Convolutional neural networks (ConvNets or CNNs for short) are a prominent type of deep learning architecture in contemporary machine vision applications. A CNN is any deep learning model architecture that features hidden layers of the convolutional type. We mentioned convolutional layers with respect to Ian Goodfellow’s generative adversarial network results in Figure 3.2; we will detail and deploy them in Chapter 10.

Natural Language Processing

In Chapter 2, we covered language and natural language processing. Deep learning doesn’t dominate natural language applications as comprehensively as it does machine vision applications, so our Venn diagram in Figure 4.1 shows NLP in both the deep learning region as well as the broader machine learning territory. As depicted by the timeline in Figure 2.3, however, deep learning approaches to NLP are beginning to overtake traditional machine learning approaches in the field with respect to both efficiency and accuracy. Indeed, in particular NLP areas like voice recognition (e.g., Amazon’s Alexa or Google’s Assistant), machine translation (including real-time voice translation over the phone), and aspects of Internet search engines (like predicting the characters or words that will be typed next by a user), deep learning already predominates. More generally, deep learning for NLP is relevant to any AI that interacts via natural language—be it spoken or typed—including to answer a complex series of questions automatically.

A type of hidden layer that is incorporated into many deep learning architectures in the NLP sphere is the long short-term memory (LSTM) cell, a member of the recurrent neural network (RNN) family. RNNs are applicable to any data that occur in a sequence such as financial time series data, inventory levels, traffic, and weather. We expound on RNNs, including LSTMs, in Chapter 11 when we incorporate them into predictive models involving natural language data. These language examples provide a firm foundation even if you’re primarily seeking to apply deep learning techniques to the other classes of sequential data.

Three Categories of Machine Learning Problems

The one remaining section of the Venn diagram in Figure 4.1 involves reinforcement learning, which is the focus of the rest of this chapter. To introduce reinforcement learning, we contrast it with the two other principal categories of problems that machine learning algorithms are often leveraged to tackle: supervised and unsupervised learning problems.

Supervised Learning

In supervised learning problems, we have both an x variable and a y variable, where:

  • x represents the data we’re providing as input into our model.

  • y represents an outcome we’re building a model to predict. This y variable can also be called a label.

The goal with supervised learning is to have our model learn some function that uses x to approximate y. Supervised learning typically involves either of two types:

  • Regression, where our y is a continuous variable. Examples include predicting the number of sales of a product, or predicting the future price of an asset like a home (an example we provide in Chapter 9) or a share in an exchange-listed company.

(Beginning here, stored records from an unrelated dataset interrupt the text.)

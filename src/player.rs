//! Session participants

use crate::board::Color;

/// Seat of a player within a session. `First` always opens the game.
#[derive(Debug, Clone, Copy, PartialEq, Eq, Hash)]
pub enum PlayerId {
    First,
    Second,
}

impl PlayerId {
    /// Get the other seat
    #[inline]
    pub fn other(self) -> PlayerId {
        match self {
            PlayerId::First => PlayerId::Second,
            PlayerId::Second => PlayerId::First,
        }
    }

    #[inline]
    pub(crate) fn index(self) -> usize {
        match self {
            PlayerId::First => 0,
            PlayerId::Second => 1,
        }
    }
}

/// A named participant with an assigned stone color. Immutable for the
/// lifetime of a session.
#[derive(Debug, Clone, PartialEq, Eq)]
pub struct Player {
    name: String,
    color: Color,
}

impl Player {
    pub fn new(name: impl Into<String>, color: Color) -> Self {
        Self {
            name: name.into(),
            color,
        }
    }

    pub fn name(&self) -> &str {
        &self.name
    }

    pub fn color(&self) -> Color {
        self.color
    }
}
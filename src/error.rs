//! Error types

use std::num::ParseIntError;
use std::path::PathBuf;

use crate::player::PlayerId;

/// Errors raised by direct grid access.
#[derive(Debug, Clone, PartialEq, Eq, thiserror::Error)]
pub enum GridError {
    #[error("position ({row}, {col}) is outside the {rows}x{cols} grid")]
    OutOfBounds {
        row: usize,
        col: usize,
        rows: usize,
        cols: usize,
    },

    #[error("grid dimensions must be positive, got {rows}x{cols}")]
    ZeroDimension { rows: usize, cols: usize },
}

/// Reasons a stone placement is rejected. A rejected move never changes the
/// session.
#[derive(Debug, Clone, PartialEq, Eq, thiserror::Error)]
pub enum MoveError {
    #[error("invalid coordinate: {0}")]
    OutOfBounds(#[from] GridError),

    #[error("cell ({row}, {col}) is already occupied")]
    Occupied { row: usize, col: usize },

    #[error("game is over, {winner:?} already won")]
    GameOver { winner: PlayerId },
}

/// Errors that can occur when loading configuration.
#[derive(Debug, thiserror::Error)]
pub enum ConfigError {
    #[error("failed to read config file {path}: {source}")]
    FileRead {
        path: PathBuf,
        source: std::io::Error,
    },

    #[error("failed to parse TOML: {0}")]
    TomlParse(#[from] toml::de::Error),

    #[error("config validation error: {0}")]
    Validation(String),

    #[error(transparent)]
    Grid(#[from] GridError),
}

/// Errors from parsing a `row,col` position string.
#[derive(Debug, Clone, PartialEq, Eq, thiserror::Error)]
pub enum ParsePosError {
    #[error("expected row,col but got '{0}'")]
    Format(String),

    #[error("invalid coordinate: {0}")]
    Number(#[from] ParseIntError),
}
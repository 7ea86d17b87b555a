//! Headless Gomoku driver
//!
//! Replays a list of moves against a fresh match and reports each result.

use std::path::PathBuf;

use anyhow::{Context, Result};
use clap::Parser;
use gomoku::{GameConfig, MatchEngine, Placement, Pos};
use tracing::{info, warn};
use tracing_subscriber::EnvFilter;

/// Replay Gomoku moves and report the outcome
#[derive(Parser, Debug)]
#[command(name = "gomoku")]
#[command(about = "Replay five-in-a-row moves against the match engine", long_about = None)]
#[command(version)]
struct Cli {
    /// Path to a TOML session config
    #[arg(short, long)]
    config: Option<PathBuf>,

    /// Override board rows
    #[arg(long)]
    rows: Option<usize>,

    /// Override board columns
    #[arg(long)]
    cols: Option<usize>,

    /// Moves as row,col, played alternately starting with the first player
    #[arg(value_name = "MOVE")]
    moves: Vec<Pos>,
}

fn main() -> Result<()> {
    tracing_subscriber::fmt()
        .with_env_filter(
            EnvFilter::try_from_default_env().unwrap_or_else(|_| EnvFilter::new("info")),
        )
        .init();

    let cli = Cli::parse();

    let mut config = match &cli.config {
        Some(path) => GameConfig::load(path)
            .with_context(|| format!("loading config from {}", path.display()))?,
        None => GameConfig::default(),
    };
    if let Some(rows) = cli.rows {
        config.board.rows = rows;
    }
    if let Some(cols) = cli.cols {
        config.board.cols = cols;
    }

    let mut engine = MatchEngine::new(&config).context("invalid session config")?;
    let (rows, cols) = engine.dimensions();
    info!(rows, cols, moves = cli.moves.len(), "starting replay");

    for pos in &cli.moves {
        let mover = engine.current_player();
        let name = engine.player(mover).name().to_owned();
        match engine.place_stone(pos.row, pos.col) {
            Ok(Placement::Continue { .. }) => info!(player = %name, %pos, "accepted"),
            Ok(Placement::Won { .. }) => info!(player = %name, %pos, "accepted, game over"),
            Err(e) => warn!(player = %name, %pos, "rejected: {e}"),
        }
    }

    print!("{}", engine.grid());
    match engine.winner() {
        Some(id) => println!("{} wins!", engine.player(id).name()),
        None => println!(
            "No winner yet, {} to move",
            engine.player(engine.current_player()).name()
        ),
    }

    Ok(())
}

  • Classification, where our y-values consist of labels that assign each instance of x to a particular category. In other words, y is a so-called categorical variable. Examples include identifying handwritten digits (you will code up models that do this in Chapter 10) or predicting whether someone who has reviewed a film loved it or loathed it (as you’ll do in Chapter 11).

Unsupervised Learning

Unsupervised learning problems are distinguishable from supervised learning problems by the absence of a label y. Ergo, in unsupervised learning problems, we have some data x that we can put into a model, but we have no outcome y to predict. Rather, our goal with unsupervised learning is to have our model discover some hidden, underlying structure within our data. An often-used example is that of grouping news articles by their theme. Instead of providing a predefined list of categories that the news articles belong to (politics, sports, finance, etc.), we configure the model to group those with similar topics for us automatically. Other examples of unsupervised learning include creating a word-vector space (see Chapter 2) from natural language data (you’ll do this in Chapter 11), or producing novel images with a generative adversarial network (as in Chapter 12).

Reinforcement Learning

Returning to Figure 4.1, we’re now well positioned to cover reinforcement learning problems, which are markedly different from the supervised and unsupervised varieties. As illustrated lightheartedly in Figure 4.3, reinforcement learning problems are ones that we can frame as having an agent take a sequence of actions within some environment. The agent could, for example, be a human or an algorithm playing an Atari video game, or it could be a human or an algorithm driving a car. Perhaps the primary way in which reinforcement learning problems diverge from supervised or unsupervised ones is that the actions taken by the agent influence the information that the environment provides to the agent—that is, the agent receives direct feedback on the actions it takes. In supervised or unsupervised problems, in contrast, the model never impacts the underlying data; it simply consumes it.

A flow chart with an illustration to show the loop of reinforcement learning.

Figure 4.3 The reinforcement learning loop. The top diagram is a generalized version. The bottom diagram is specific to the example elaborated on in the text of an agent playing a video game on an Atari console. To our knowledge, trilobites can’t actually play video games; we’re using the trilobite as a symbolic representation of the reinforcement learning agent, which could be either a human or a machine.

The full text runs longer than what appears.